Sunday, June 28, 2009

June 10, 2008 - Som Do Ceu (Sound of Heaven)

This evening was Som Do Ceu, and I didn’t want to go. Last time was great, but I wasn’t feeling it because the translation was bad most of the time. However, the kids coming around and asking me to go. Then Josh came around and finally converted me to going. So I jumped on the truck this time, hanging in the back while driving through Maputo.

Let me just say that I LOVED riding in the back of the truck through the city. There’s nothing like watching everyone, the lights, the homes, the culture. The truck is where all the teens go, so it was interesting watch the boys and girls cuddle and flirt. I love how adolescence is the same no matter the culture or the language. I just bundled my jacket against the wind, smiled, and prayed for the Lord to open my heart to receive that evening.

The Lord did not disappoint. The speaker spoke about Gideon and him being a mighty warrior. He exhorted the crowd that no matter who they are, where they come from, or what they’ve done, that God has a purpose for them. This message hit right at home because the enemy had been telling me I wasn’t good enough spiritually and had nothing to add.

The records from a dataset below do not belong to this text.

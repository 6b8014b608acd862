//! Fixed-width big-endian integer and string fields over byte buffers.
//!
//! Every multi-byte value in the PDB envelope, the MOBI header and the EXTH
//! block is big-endian. Reads are bounds-checked and report the missing span
//! as a [`MobiError::MalformedContainer`]; writes append to a `Vec<u8>`.

use byteorder::{BigEndian, ByteOrder};

use crate::codec::charset::Charset;
use crate::error::{MobiError, Result};

/// Borrow `len` bytes at `offset`, failing if the buffer is too short.
pub fn slice(buf: &[u8], offset: usize, len: usize) -> Result<&[u8]> {
    let end = offset
        .checked_add(len)
        .ok_or_else(|| MobiError::truncated("field", usize::MAX, buf.len()))?;
    buf.get(offset..end)
        .ok_or_else(|| MobiError::truncated("buffer", end, buf.len()))
}

/// Read an unsigned big-endian integer of `width` bytes (1 to 8).
///
/// No sign extension is performed: `FF FF` read with width 2 is `65535`.
pub fn read_uint(buf: &[u8], offset: usize, width: usize) -> Result<u64> {
    if !(1..=8).contains(&width) {
        return Err(MobiError::InvalidArgument(format!(
            "integer width must be 1..=8, got {width}"
        )));
    }
    Ok(BigEndian::read_uint(slice(buf, offset, width)?, width))
}

/// Read a single byte.
pub fn read_u8(buf: &[u8], offset: usize) -> Result<u8> {
    Ok(slice(buf, offset, 1)?[0])
}

/// Read a big-endian `u16`.
pub fn read_u16(buf: &[u8], offset: usize) -> Result<u16> {
    Ok(BigEndian::read_u16(slice(buf, offset, 2)?))
}

/// Read a big-endian `u32`.
pub fn read_u32(buf: &[u8], offset: usize) -> Result<u32> {
    Ok(BigEndian::read_u32(slice(buf, offset, 4)?))
}

/// Read a NUL-terminated string stored in a fixed-width field.
///
/// The string ends at the first NUL inside the field, or spans the whole
/// field when none is present.
pub fn read_fixed_string(buf: &[u8], offset: usize, width: usize, charset: Charset) -> Result<String> {
    Ok(charset.decode_nul_terminated(slice(buf, offset, width)?))
}

/// Append `value` as a big-endian integer of `width` bytes (1 to 8).
///
/// Higher-order bytes that do not fit in `width` are dropped, so `-1i32 as u64`
/// written with width 2 becomes `FF FF`.
pub fn write_uint(out: &mut Vec<u8>, value: u64, width: usize) {
    let width = width.clamp(1, 8);
    let mut buf = [0u8; 8];
    let masked = if width == 8 {
        value
    } else {
        value & ((1u64 << (width * 8)) - 1)
    };
    BigEndian::write_uint(&mut buf[..width], masked, width);
    out.extend_from_slice(&buf[..width]);
}

/// Append a big-endian `u16`.
pub fn write_u16(out: &mut Vec<u8>, value: u16) {
    let mut buf = [0u8; 2];
    BigEndian::write_u16(&mut buf, value);
    out.extend_from_slice(&buf);
}

/// Append a big-endian `u32`.
pub fn write_u32(out: &mut Vec<u8>, value: u32) {
    let mut buf = [0u8; 4];
    BigEndian::write_u32(&mut buf, value);
    out.extend_from_slice(&buf);
}

/// Append `value` into a field of exactly `width` bytes.
///
/// Shorter values are right-padded with NUL; longer values are truncated
/// silently. This is lossy by contract.
pub fn write_fixed_string(out: &mut Vec<u8>, value: &str, width: usize, charset: Charset) {
    let encoded = charset.encode(value);
    let take = encoded.len().min(width);
    out.extend_from_slice(&encoded[..take]);
    out.resize(out.len() + (width - take), 0);
}

/// Split `bytes` into consecutive spans of at most `size` bytes.
///
/// The number of spans is `ceil(len / size)`; only the last one may be
/// shorter. An empty input yields no spans.
pub fn chunk(bytes: &[u8], size: usize) -> Vec<&[u8]> {
    if size == 0 {
        return vec![bytes];
    }
    bytes.chunks(size).collect()
}

/// Whether `bytes` begins with `prefix`.
pub fn starts_with_magic(bytes: &[u8], prefix: &[u8]) -> bool {
    bytes.len() >= prefix.len() && &bytes[..prefix.len()] == prefix
}

/// Render a 4-byte magic for diagnostics, replacing non-printable bytes.
pub fn magic_display(bytes: &[u8]) -> String {
    bytes
        .iter()
        .take(4)
        .map(|&b| if b.is_ascii_graphic() { b as char } else { '.' })
        .collect()
}
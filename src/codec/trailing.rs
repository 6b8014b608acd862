//! Trailing entries appended to text records.
//!
//! Bit 0 of `extraRecordDataFlags` marks a multibyte-overlap entry whose size
//! is `(last byte & 3) + 1`. Every other set bit marks an entry that ends with
//! its own size, written as a backward variable-width integer in up to the
//! last four bytes. Entries are stripped from the highest bit down to bit 1,
//! then the overlap entry.

/// Remove the trailing entries declared by `flags` from a text record.
///
/// Sizes that exceed what is left of the record strip everything.
pub fn strip_trailing_entries(record: &[u8], flags: u32) -> &[u8] {
    let mut end = record.len();

    for bit in (1..32).rev() {
        if flags & (1 << bit) == 0 {
            continue;
        }
        let size = backward_size(&record[..end]);
        end = end.saturating_sub(size);
    }

    if flags & 1 != 0 && end > 0 {
        let size = (record[end - 1] & 0x03) as usize + 1;
        end = end.saturating_sub(size);
    }

    &record[..end]
}

/// Decode the size stored at the end of `data`.
///
/// Bytes are read in order from the last four; a byte with the high bit set
/// starts a fresh value.
fn backward_size(data: &[u8]) -> usize {
    let start = data.len().saturating_sub(4);
    let mut size = 0usize;
    for &byte in &data[start..] {
        if byte & 0x80 != 0 {
            size = 0;
        }
        size = (size << 7) | (byte & 0x7F) as usize;
    }
    size
}
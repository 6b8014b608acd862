//! A MOBI book held in memory.
//!
//! [`Document`] owns the PDB header, the MOBI header (record 0) and every
//! following record with its classified type. All mutations go through its
//! methods, which keep the record pointers in the header pointing at records
//! of the right type.

pub mod metadata;
mod template;

use std::io::Write;
use std::path::Path;

use crate::codec::bytes::chunk;
use crate::codec::charset::Charset;
use crate::codec::lz77;
use crate::codec::trailing::strip_trailing_entries;
use crate::content::{is_image, Classifier, ContentRecord, ContentType, EOF_TRAILER};
use crate::error::{MobiError, Result};
use crate::exth::{ExthRecord, ExthTag};
use crate::index::IndexRecord;
use crate::mobi::header::DEFAULT_RECORD_SIZE;
use crate::mobi::{Compression, MobiHeader, NULL_INDEX};
use crate::pdb::PdbHeader;

pub use metadata::{
    asin_record, date_record, isbn_record, language_record, string_record, Metadata, MetadataMut,
};
pub use template::EMPTY_BODY;

/// Bytes the PalmDOC encoders of some producers leave in the text.
const STRAY_CONTROL_BYTES: [u8; 16] = [
    0x00, 0x01, 0x02, 0x03, 0x04, 0x05, 0x06, 0x07, 0x08, 0x12, 0x13, 0x14, 0x15, 0x19, 0x1C,
    0x1D,
];

#[derive(Debug, Clone)]
pub struct Document {
    pdb: PdbHeader,
    header: MobiHeader,
    /// Records 1.. of the database; `records[i]` is record `i + 1`.
    records: Vec<ContentRecord>,
}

He really got me earlier that week when McKade prophesied over me. After he spoke, he prayed over everyone and during my prayer, he asked, “And Lord, please show us why Shena is here and what she is here to learn.” Immediately, I started to think how other people on the team were receiving tongues, learning about spiritual gifts, and receiving healing in all of these amazing ways. Though many of those things I had known about or experienced, I was not sharing in the newness with the rest of the team. My usual fears of rejection and abandonment swept in and I felt I was the abnormality on the team and wondered if I brought the team down spiritually. (This is another way the enemy gets me is to tell me I’m a hindrance to other people, that I bring them down in their walk, and that I’m a burden.)

Anyways, hearing that was a reminder that all those insecurities were a lie. I got on my knees and thanked the Lord for reminding me of his purpose for my life.